What to work on — Please give again, word for word, each line that falls between the line with "DataStatus::NoData(reason)" and the end of the data, inclusive.
---------- Extracted material
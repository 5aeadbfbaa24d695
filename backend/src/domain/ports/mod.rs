//! Ports at the hexagonal boundary of the messaging core.
//!
//! Driven ports (`MessageRepository`, `ConversationRepository`) are
//! implemented by persistence adapters; the driving port
//! (`ConversationCommand`) is implemented by domain services.

mod macros;
pub(crate) use macros::define_port_error;

mod conversation_command;
mod conversation_repository;
mod message_repository;

#[cfg(test)]
pub use conversation_command::MockConversationCommand;
pub use conversation_command::{
    ConversationCommand, FixtureConversationCommand, SendMessageRequest, SendMessageResponse,
};
#[cfg(test)]
pub use conversation_repository::MockConversationRepository;
pub use conversation_repository::{
    ConversationRepository, ConversationRepositoryError, FixtureConversationRepository,
};
#[cfg(test)]
pub use message_repository::MockMessageRepository;
pub use message_repository::{
    FixtureMessageRepository, MessageRepository, MessageRepositoryError,
};
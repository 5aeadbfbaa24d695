//! Port for loading and saving whole conversations.

use async_trait::async_trait;
use tokio_util::sync::CancellationToken;

use crate::domain::{Conversation, ConversationId};

use super::define_port_error;

define_port_error! {
    /// Errors raised by conversation repository adapters.
    pub enum ConversationRepositoryError {
        /// Repository connection could not be established.
        Connection { message: String } =>
            "conversation repository connection failed: {message}",
        /// Query or mutation failed during execution.
        Query { message: String } =>
            "conversation repository query failed: {message}",
    }
}

/// Port for conversation persistence.
///
/// Adapters rebuild the scope (connection or group) and the stored messages,
/// typically through [`Conversation::with_history`].
#[cfg_attr(test, mockall::automock)]
#[async_trait]
pub trait ConversationRepository: Send + Sync {
    /// Load a conversation by id.
    async fn find_by_id(
        &self,
        conversation_id: &ConversationId,
        cancellation: &CancellationToken,
    ) -> Result<Option<Conversation>, ConversationRepositoryError>;

    /// Persist the conversation and its full message log.
    async fn save(
        &self,
        conversation: &Conversation,
        cancellation: &CancellationToken,
    ) -> Result<(), ConversationRepositoryError>;
}

/// Fixture implementation for tests that do not exercise conversation storage.
#[derive(Debug, Default, Clone, Copy)]
pub struct FixtureConversationRepository;

#[async_trait]
impl ConversationRepository for FixtureConversationRepository {
    async fn find_by_id(
        &self,
        _conversation_id: &ConversationId,
        _cancellation: &CancellationToken,
    ) -> Result<Option<Conversation>, ConversationRepositoryError> {
        Ok(None)
    }

    async fn save(
        &self,
        _conversation: &Conversation,
        _cancellation: &CancellationToken,
    ) -> Result<(), ConversationRepositoryError> {
        Ok(())
    }
}
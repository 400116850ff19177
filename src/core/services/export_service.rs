//! Client-side generated files: the upload template, tabular CSV exports and
//! plain downloads. None of these round-trip through the dashboard API
//! except `download_file`, which fetches the body it saves.

use crate::core::notification::{NotificationCenter, Severity, ToastRenderer};
use crate::core::services::traits::DashboardApi;
use crate::error::ServiceError;
use crate::utils::file::save_to_dir;
use std::path::{Path, PathBuf};
use std::sync::Arc;

pub const TEMPLATE_FILE_NAME: &str = "template_embarques.csv";

pub const TEMPLATE_HEADER: [&str; 4] = [
    "MESORREGIÃO - ORIGEM",
    "MESORREGIÃO - DESTINO",
    "MÊS",
    "EMBARQUES",
];

pub const TEMPLATE_ROWS: [[&str; 4]; 5] = [
    ["São Paulo", "Rio de Janeiro", "1 - 2023", "1500"],
    ["Minas Gerais", "São Paulo", "1 - 2023", "800"],
    ["Rio de Janeiro", "Minas Gerais", "1 - 2023", "600"],
    ["Paraná", "São Paulo", "1 - 2023", "400"],
    ["Santa Catarina", "Paraná", "1 - 2023", "300"],
];

/// Template body: plain comma-joined rows, newline-separated, no trailing newline
pub fn template_csv() -> String {
    std::iter::once(TEMPLATE_HEADER)
        .chain(TEMPLATE_ROWS)
        .map(|row| row.join(","))
        .collect::<Vec<_>>()
        .join("\n")
}

/// Quote every cell (doubling inner quotes), join cells with `,` and rows with `\n`
pub fn to_quoted_csv<S: AsRef<str>>(rows: &[Vec<S>]) -> String {
    rows.iter()
        .map(|row| {
            row.iter()
                .map(|cell| format!("\"{}\"", cell.as_ref().replace('"', "\"\"")))
                .collect::<Vec<_>>()
                .join(",")
        })
        .collect::<Vec<_>>()
        .join("\n")
}

pub struct ExportService {
    api: Arc<dyn DashboardApi>,
    download_dir: PathBuf,
}

impl ExportService {
    pub fn new(api: Arc<dyn DashboardApi>, download_dir: PathBuf) -> Self {
        Self { api, download_dir }
    }

    pub fn download_dir(&self) -> &Path {
        &self.download_dir
    }

    /// Save the upload template and confirm with a success notification
    pub async fn download_template<R: ToastRenderer>(
        &self,
        notifications: &mut NotificationCenter<R>,
    ) -> Result<PathBuf, ServiceError> {
        match save_to_dir(&self.download_dir, TEMPLATE_FILE_NAME, template_csv().as_bytes()).await
        {
            Ok(path) => {
                notifications.notify("Template downloaded successfully!", Severity::Success);
                Ok(path)
            }
            Err(e) => {
                notifications.notify("Failed to save template", Severity::Danger);
                Err(e.into())
            }
        }
    }

    pub async fn export_to_csv<S: AsRef<str>>(
        &self,
        rows: &[Vec<S>],
        file_name: &str,
    ) -> Result<PathBuf, ServiceError> {
        let path = save_to_dir(&self.download_dir, file_name, to_quoted_csv(rows).as_bytes()).await?;
        log::info!("Exported {} rows to {}", rows.len(), path.display());
        Ok(path)
    }

    /// Fetch `url` (absolute, or relative to the server) and save the body
    pub async fn download_file(&self, url: &str, file_name: &str) -> Result<PathBuf, ServiceError> {
        let body = self.api.fetch_bytes(url).await?;
        Ok(save_to_dir(&self.download_dir, file_name, &body).await?)
    }
}
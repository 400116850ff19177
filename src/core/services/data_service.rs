use crate::api::models::StatsResponse;
use crate::core::services::traits::DashboardApi;
use crate::core::view_state::ViewState;
use crate::error::ServiceError;
use std::sync::Arc;

/// Result of probing the server for loaded data
#[derive(Debug, Clone)]
pub enum DataStatus {
    Loaded(StatsResponse),
    /// Server answered with `{error}`
    NoData(String),
    /// Request failed; treated as no data
    Unreachable(String),
}

impl DataStatus {
    pub fn is_loaded(&self) -> bool {
        matches!(self, DataStatus::Loaded(_))
    }
}

pub struct DataService {
    api: Arc<dyn DashboardApi>,
}

impl DataService {
    pub fn new(api: Arc<dyn DashboardApi>) -> Self {
        Self { api }
    }

    pub async fn fetch_stats(&self) -> Result<StatsResponse, ServiceError> {
        Ok(self.api.get_stats().await?)
    }

    /// Ask the server whether data is loaded and update `state` accordingly.
    ///
    /// Never fails: a transport error degrades to "no data".
    pub async fn check_data_status(&self, state: &mut ViewState) -> DataStatus {
        match self.api.get_stats().await {
            Ok(stats) => match stats.error.clone() {
                Some(reason) => {
                    log::info!("No data loaded: {}", reason);
                    state.mark_unloaded(Some(reason.clone()));
                    DataStatus::NoData(reason)
                }
                None => {
                    state.mark_loaded();
                    DataStatus::Loaded(stats)
                }
            },
            Err(e) => {
                log::warn!("Failed to check data status: {}", e);
                state.mark_unloaded(None);
                DataStatus::Unreachable(e.to_string())
            }
        }
    }
}

#[cfg(test)]
mod tests {
    use super::*;
    use crate::core::services::traits::mock::MockApi;
    use crate::error::ApiError;

    #[tokio::test]
    async fn test_check_data_status_loaded() {
        let stats = StatsResponse {
            total_embarques: Some(3600),
            ..StatsResponse::default()
        };
        let service = DataService::new(Arc::new(MockApi::new().with_stats(Ok(stats))));
        let mut state = ViewState::default();

        let status = service.check_data_status(&mut state).await;

        assert!(status.is_loaded());
        assert!(state.is_data_loaded());
    }

    #[tokio::test]
    async fn test_check_data_status_error_payload_means_no_data() {
        let stats = StatsResponse {
            error: Some("Nenhum dado carregado".to_string()),
            ..StatsResponse::default()
        };
        let service = DataService::new(Arc::new(MockApi::new().with_stats(Ok(stats))));
        let mut state = ViewState::default();
        state.mark_loaded();

        let status = service.check_data_status(&mut state).await;

        assert!(matches!(status, DataStatus::NoData(ref r) if r == "Nenhum dado carregado"));
        assert!(!state.is_data_loaded());
        assert_eq!(state.status_message(), Some("Nenhum dado carregado"));
    }

    #[tokio::test]
    async fn test_check_data_status_network_failure_degrades() {
        let api = MockApi::new().with_stats(Err(ApiError::Network {
            endpoint: "/api/stats".to_string(),
            message: "connection refused".to_string(),
        }));
        let service = DataService::new(Arc::new(api));
        let mut state = ViewState::default();
        state.mark_loaded();

        let status = service.check_data_status(&mut state).await;

        assert!(matches!(status, DataStatus::Unreachable(_)));
        assert!(!state.is_data_loaded());
    }
}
--------------------
Task result —
                    DataStatus::NoData(reason)
                }
                None => {
                    state.mark_loaded();
                    DataStatus::Loaded(stats)
                }
            },
            Err(e) => {
                log::warn!("Failed to check data status: {}", e);
                state.mark_unloaded(None);
                DataStatus::Unreachable(e.to_string())
            }
        }
    }
}

#[cfg(test)]
mod tests {
    use super::*;
    use crate::core::services::traits::mock::MockApi;
    use crate::error::ApiError;

    #[tokio::test]
    async fn test_check_data_status_loaded() {
        let stats = StatsResponse {
            total_embarques: Some(3600),
            ..StatsResponse::default()
        };
        let service = DataService::new(Arc::new(MockApi::new().with_stats(Ok(stats))));
        let mut state = ViewState::default();

        let status = service.check_data_status(&mut state).await;

        assert!(status.is_loaded());
        assert!(state.is_data_loaded());
    }

    #[tokio::test]
    async fn test_check_data_status_error_payload_means_no_data() {
        let stats = StatsResponse {
            error: Some("Nenhum dado carregado".to_string()),
            ..StatsResponse::default()
        };
        let service = DataService::new(Arc::new(MockApi::new().with_stats(Ok(stats))));
        let mut state = ViewState::default();
        state.mark_loaded();

        let status = service.check_data_status(&mut state).await;

        assert!(matches!(status, DataStatus::NoData(ref r) if r == "Nenhum dado carregado"));
        assert!(!state.is_data_loaded());
        assert_eq!(state.status_message(), Some("Nenhum dado carregado"));
    }

    #[tokio::test]
    async fn test_check_data_status_network_failure_degrades() {
        let api = MockApi::new().with_stats(Err(ApiError::Network {
            endpoint: "/api/stats".to_string(),
            message: "connection refused".to_string(),
        }));
        let service = DataService::new(Arc::new(api));
        let mut state = ViewState::default();
        state.mark_loaded();

        let status = service.check_data_status(&mut state).await;

        assert!(matches!(status, DataStatus::Unreachable(_)));
        assert!(!state.is_data_loaded());
    }
}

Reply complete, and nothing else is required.